La relación comercial entre China y América Latina ha experimentado un notable aumento en los últimos años, especialmente en proyectos de infraestructura y acuerdos de inversión. Sin embargo, es crucial no sobrestimar la influencia de China en el comercio regional. A pesar de su crecimiento, Estados Unidos sigue siendo el principal socio comercial de muchos países latinoamericanos.
Este artículo analiza la expansión de la presencia china en la región, las relaciones comerciales y cómo estos cambios han generado tensiones con Estados Unidos, que percibe este fenómeno como un desafío estratégico.
La expansión de China en América Latina
China ha realizado inversiones significativas en América Latina, alcanzando en 2025 un total de 14,710 millones de dólares en inversión directa, según el Ministerio de Comercio de China. Proyectos emblemáticos como el puerto de Chancay en Perú y la instalación de diversas fábricas en México y Brasil son ejemplos claros de este crecimiento. Estas iniciativas buscan fortalecer la conexión entre Asia y Sudamérica, facilitando el comercio y la inversión en la región.
Proyectos estratégicos y colaboración regional
Los esfuerzos de China en América Latina no se limitan solo a la inversión en infraestructura. También incluyen planes de desarrollo en áreas como telecomunicaciones, energías renovables y minería, donde se pretende establecer un marco de cooperación a largo plazo. El nuevo plan de cooperación presentado por China incluye propuestas que abarcan desde la inteligencia artificial hasta el desarrollo urbano, reflejando un interés por diversificar su influencia en sectores clave.
Relaciones comerciales y tensiones con Estados Unidos
A pesar del crecimiento de la inversión china, es importante destacar que América Latina exporta más a Estados Unidos que a China. Este hecho es especialmente evidente en el caso de México y Centroamérica, donde las relaciones comerciales con Estados Unidos son fundamentales para la economía local. A pesar de la presión económica de China, estos países tienden a priorizar sus vínculos con Washington.

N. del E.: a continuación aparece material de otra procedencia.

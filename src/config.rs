use regex::Regex;
use serde::Deserialize;

/// Interceptor configuration. Patterns are compiled once here; a malformed
/// pattern is a startup error, never a per-request one.
#[derive(Debug, Clone, Default, Deserialize)]
pub struct AuditConfig {
    /// Include header maps in both the request and response records.
    #[serde(default)]
    pub log_headers: bool,
    /// Calls whose path matches are passed through untouched.
    #[serde(default, deserialize_with = "deserialize_ignore_patterns")]
    pub ignore_patterns: Option<Regex>,
}

impl AuditConfig {
    pub fn new() -> Self {
        Self::default()
    }

    pub fn with_log_headers(mut self, log_headers: bool) -> Self {
        self.log_headers = log_headers;
        self
    }

    pub fn with_ignore_patterns(mut self, pattern: &str) -> anyhow::Result<Self> {
        self.ignore_patterns = Some(compile_pattern(pattern)?);
        Ok(self)
    }

    pub fn ignores(&self, path: &str) -> bool {
        self.ignore_patterns
            .as_ref()
            .is_some_and(|pattern| pattern.is_match(path))
    }
}

// Whole-path match: "/admin" must not exempt "/administrator".
fn compile_pattern(pattern: &str) -> anyhow::Result<Regex> {
    Ok(Regex::new(&format!("^(?:{pattern})$"))?)
}

fn deserialize_ignore_patterns<'de, D>(deserializer: D) -> Result<Option<Regex>, D::Error>
where
    D: serde::Deserializer<'de>,
{
    let pattern: Option<String> = Deserialize::deserialize(deserializer)?;
    match pattern {
        Some(pattern) => compile_pattern(&pattern)
            .map(Some)
            .map_err(serde::de::Error::custom),
        None => Ok(None),
    }
}
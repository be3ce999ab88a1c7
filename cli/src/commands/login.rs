//! `bpack login` command — Store registry credentials.

use clap::Args;

use bpack_packager::CredentialStore;

#[derive(Args)]
pub struct LoginArgs {
    /// Registry server (default: index.docker.io)
    pub server: Option<String>,

    /// Username
    #[arg(short, long)]
    pub username: Option<String>,

    /// Password
    #[arg(short, long)]
    pub password: Option<String>,

    /// Read password from stdin
    #[arg(long)]
    pub password_stdin: bool,
}

pub async fn execute(args: LoginArgs) -> Result<(), Box<dyn std::error::Error>> {
    let server = args.server.unwrap_or_else(|| "index.docker.io".to_string());

    let username = match args.username {
        Some(u) => u,
        None => {
            eprint!("Username: ");
            let mut input = String::new();
            std::io::stdin().read_line(&mut input)?;
            input.trim().to_string()
        }
    };

    let password = if args.password_stdin {
        let mut input = String::new();
        std::io::stdin().read_line(&mut input)?;
        input.trim().to_string()
    } else {
        match args.password {
            Some(p) => p,
            None => {
                eprint!("Password: ");
                let mut input = String::new();
                std::io::stdin().read_line(&mut input)?;
                input.trim().to_string()
            }
        }
    };

    if username.is_empty() || password.is_empty() {
        return Err("Username and password are required".into());
    }

    let store = CredentialStore::default_path()?;
    store.store(&server, &username, &password)?;

    println!("Login Succeeded");
    Ok(())
}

Impacto de las políticas arancelarias
Las políticas comerciales de Estados Unidos, especialmente las implementadas por la administración de Donald Trump, han complicado aún más la situación. La reactivación de aranceles ha llevado a que México y otros países latinoamericanos reconsideren su posición en el comercio global. Aunque China ha intentado posicionarse como un socio alternativo, la realidad es que la dependencia de Estados Unidos sigue siendo fuerte.
Es crucial entender que, aunque Chile, Brasil y Perú han mostrado una notable correlación en sus exportaciones hacia China, esta relación no define completamente el panorama comercial de América Latina. La integración económica con Estados Unidos persiste como un factor determinante en la estrategia comercial de la región.
Perspectivas futuras y consideraciones finales
A medida que se desarrolla la dinámica entre China y América Latina, es esencial no caer en la trampa de sobredimensionar la influencia china. Los datos indican que, en promedio, América Latina exporta tres veces más a Estados Unidos que a China. Esto plantea interrogantes sobre el futuro de las relaciones comerciales en la región y el papel que desempeñará China en los próximos años.
Aunque la presencia de China en América Latina es indiscutible y en crecimiento, es fundamental mantener una perspectiva equilibrada. El equilibrio entre las inversiones chinas y el comercio con Estados Unidos será clave para el desarrollo económico de la región.